The effort is a tribute to Bob and Maryanne McLeish, who planted all of the vineyard’s 18,000 vines (six grape varieties) and built the vineyard from the ground up over the last 33 years. And, of course, it’s a nod to their contract winemaker, Andrew Thomas, who has a reputation far and wide.
But awards and all, wine doesn’t sell itself. Semillon is favoured by a particular audience – certainly by those who know it’s one of the best food matches with oysters and seafood. Yet its acidic taste when young turns away wine drinkers looking for something light and fruity that can be taken on its own, without food.
So it’s completely understandable that McLeish Estate has a few other semillon variations in its portfolio, no doubt influenced by Jessica McLeish, the only child of Bob and Maryanne.
Jessica, who turned 28 earlier this year, is operations manager at McLeish Estate, responsible for operational management and business development. She holds a masters of wine business from the University of Adelaide, and is also in her final year as an associate wine judge, on her way to earning full judge status.
Although Jessica was born when the McLeishs still called Sydney home, she was raised since the age of two on the Hunter Valley vineyard that has been the family’s permanent home for the last 26 years.
“We would all be out there in the vineyard,” recalls Maryanne McLeish. “The dog and the cats would be out there with us, she would fall asleep under the vines.
“She loved going out there with mum and dad and muck around.”
As Bob and Maryanne learned the industry from nearby McWilliam vineyard vigneron Noel Martin, little Jessica learned, too. She learned how to prune a vine early, and took part in picking grapes at vintage with mum and dad, too – to this day the McLeishs take part in the handpicking of their vines.
“A lot of owners don’t go out and pick,” Maryanne says of the family passion for its vines. “We pick beside the other pickers. It’s only a short period of your life.”
The McLeishs have always been committed to running their business as a boutique family vineyard – about 60 per cent of their wine is sold to the 2500 members of their wine club.
“We always said from day one we wouldn’t go into Dan Murphy or Liquorland. Our wine club is our strongest part,” Maryanne says.
The wine club is built to last as well – members can choose their wine. “You get what you want,” Maryanne says. “They know the quality.”
The wine club is like a family, a clan if you will, for the McLeishs. The relationships become personal, with dinners, tastings, functions and events throughout the year.
And lots of wine talk. Now, Jessica is often the one who gets up to talk about the McLeish brand before the members.

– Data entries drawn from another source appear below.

/// Next block a network monitor will scan
#[derive(Debug, Clone, PartialEq, Eq)]
pub struct Cursor {
    pub network_id: String,
    next_block: u64,
}

impl Cursor {
    pub fn new(network_id: &str, start_block: u64) -> Self {
        Self {
            network_id: network_id.to_string(),
            next_block: start_block,
        }
    }

    pub fn next_block(&self) -> u64 {
        self.next_block
    }

    /// Whether `height` has blocks this cursor has not scanned
    pub fn is_behind(&self, height: u64) -> bool {
        self.next_block <= height
    }

    /// Move past `height`. Never moves backwards.
    pub fn advance_past(&mut self, height: u64) {
        self.next_block = self.next_block.max(height.saturating_add(1));
    }
}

“If we didn’t have a child like that, it wouldn’t be so successful,” Maryanne says. “I think a lot of people are jealous of us having a daughter so passionate about wine.”

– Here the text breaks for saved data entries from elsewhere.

use alloy_primitives::U256;
use rust_decimal::prelude::ToPrimitive;
use rust_decimal::Decimal;
use serde::{Deserialize, Deserializer, Serialize, Serializer};
use std::fmt;
use std::str::FromStr;

/// Largest scale a `Decimal` can carry
const MAX_DECIMAL_SCALE: u32 = 28;

/// Largest integer a `Decimal` mantissa can hold exactly (2^96 - 1)
const MAX_DECIMAL_MANTISSA: u128 = (1u128 << 96) - 1;

/// Human-readable amount of an asset.
///
/// `Fixed` while the smallest-unit integer fits a `Decimal` mantissa. Wider
/// uint256 values become the nearest `f64`. Both serialize as a JSON number.
#[derive(Debug, Clone, Copy, PartialEq)]
pub enum Amount {
    Fixed(Decimal),
    Float(f64),
}

impl Amount {
    pub fn to_f64(&self) -> f64 {
        match self {
            Amount::Fixed(value) => value.to_f64().unwrap_or_default(),
            Amount::Float(value) => *value,
        }
    }

    pub fn as_decimal(&self) -> Option<Decimal> {
        match self {
            Amount::Fixed(value) => Some(*value),
            Amount::Float(_) => None,
        }
    }
}

impl From<Decimal> for Amount {
    fn from(value: Decimal) -> Self {
        Amount::Fixed(value)
    }
}

impl PartialEq<Decimal> for Amount {
    fn eq(&self, other: &Decimal) -> bool {
        self.as_decimal().as_ref() == Some(other)
    }
}

impl fmt::Display for Amount {
    fn fmt(&self, f: &mut fmt::Formatter<'_>) -> fmt::Result {
        match self {
            Amount::Fixed(value) => write!(f, "{}", value),
            Amount::Float(value) => write!(f, "{:e}", value),
        }
    }
}

impl Serialize for Amount {
    fn serialize<S: Serializer>(&self, serializer: S) -> Result<S::Ok, S::Error> {
        match self {
            Amount::Fixed(value) => rust_decimal::serde::float::serialize(value, serializer),
            Amount::Float(value) => serializer.serialize_f64(*value),
        }
    }
}

impl<'de> Deserialize<'de> for Amount {
    fn deserialize<D: Deserializer<'de>>(deserializer: D) -> Result<Self, D::Error> {
        let value = f64::deserialize(deserializer)?;
        // shortest round-trip spelling, so 0.25 stays 0.25
        Ok(match Decimal::from_str(&value.to_string()) {
            Ok(decimal) => Amount::Fixed(decimal.normalize()),
            Err(_) => Amount::Float(value),
        })
    }
}

/// Scale an integer amount in smallest units down by `10^decimals`
pub fn scale_u128(raw: u128, decimals: u32) -> Amount {
    if raw <= MAX_DECIMAL_MANTISSA {
        if let Ok(mut value) = Decimal::try_from_i128_with_scale(raw as i128, decimals.min(MAX_DECIMAL_SCALE)) {
            for _ in MAX_DECIMAL_SCALE..decimals {
                value /= Decimal::TEN;
            }
            return Amount::Fixed(value.normalize());
        }
    }

    Amount::Float(raw as f64 / 10f64.powi(decimals as i32))
}

/// Same as [`scale_u128`] for a full uint256
pub fn scale_u256(raw: U256, decimals: u32) -> Amount {
    match u128::try_from(raw) {
        Ok(raw) => scale_u128(raw, decimals),
        Err(_) => Amount::Float(u256_to_f64(raw) / 10f64.powi(decimals as i32)),
    }
}

/// Scale a big-endian unsigned integer of any width.
///
/// Every uint256 has a finite amount. `None` only for values so much wider
/// than 256 bits that they overflow `f64`.
pub fn scale_be_bytes(bytes: &[u8], decimals: u32) -> Option<Amount> {
    let significant = match bytes.iter().position(|b| *b != 0) {
        Some(start) => &bytes[start..],
        None => return Some(Amount::Fixed(Decimal::ZERO)),
    };

    if significant.len() <= 32 {
        return Some(scale_u256(U256::from_be_slice(significant), decimals));
    }

    // top word, shifted by the bytes below it
    let (word, rest) = significant.split_at(32);
    let approx = u256_to_f64(U256::from_be_slice(word)) * 256f64.powi(rest.len() as i32);
    let scaled = approx / 10f64.powi(decimals as i32);
    scaled.is_finite().then_some(Amount::Float(scaled))
}

fn u256_to_f64(value: U256) -> f64 {
    // the decimal spelling parses to the nearest f64
    value.to_string().parse().unwrap_or(f64::INFINITY)
}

The wine industry is a tough. The competition is relentless, the weather can be your worst enemy. The wrong investment at the wrong time can put you out of business.
That said, it’s also full of poker players, willing to test new varieties, outwit the weather and gamble on new markets.
Jessica McLeish is bringing new energy to the McLeish name. Among the first challenges: finding a new way to invite consumers to try semillon.
“We always try to do things a little bit more innovative with semillons,” she says. “We’re not just all about the classic dry style.”
“The way I found the introduction to semillon – if you’re an ‘acid freak’, we all love semillon. The Auld Killie, our best seller here, is definitely a style that brings people into the zone of semillon, gets them started on a path, and then eventually they will go into the more classic styles of semillon.
We always try to do things a little bit more innovative with semillons. We’re not just all about the classic dry style.Jessica McLeish of McLeish Estate
“I just love the experience of [trying] the older semillons, the younger, for tastings and see people’s first reaction.”
The Auld Killie is an off dry semillon, named after township where the McLeish family was from in Scotland. It is a fruit-driven, moselle-riesling style semillon. “It’s almost like a cool Granny Smith apple, really fresh,” Jessica offers, “a point of difference. It has a different mouthfeel.”
The Auld Killie is in another world than traditional semillon.
“The acidity in 2017 semillon is based on 2 grams of residual sugar per litre,” Jessica says. “It is really dry, really textural and crisp.
“With the idea behind the off dry, if we have a lot of international guests [at the winery], how are we going to get them across the line with semillon. That was a great way to get them to start.
“Personally, I’ve grown up on classic semillon, so I love that nice tense, dry style. But the Auld Killie is a little bit more fruity …”
From the same 2017 semillon harvest, the winery has used the pressings of the semillon juice and fermented it to about 30 grams of residual sugar per litre to make the Auld Killie.
“It is all to do with the residual sugar left in there,” Jessica says. “It makes it a low alcohol white wine. On a hot day, it’s a good outdoor style wine, great with Thai food.”
Auld Killie, in Jessica’s words: “A bit of sweetness, without it being too cloying, it has to have that acidity to keep it clean. It’s Clean on front of palate, then it dries off …”
The best of the old and the best of new, that’s how semillon is working for McLeish.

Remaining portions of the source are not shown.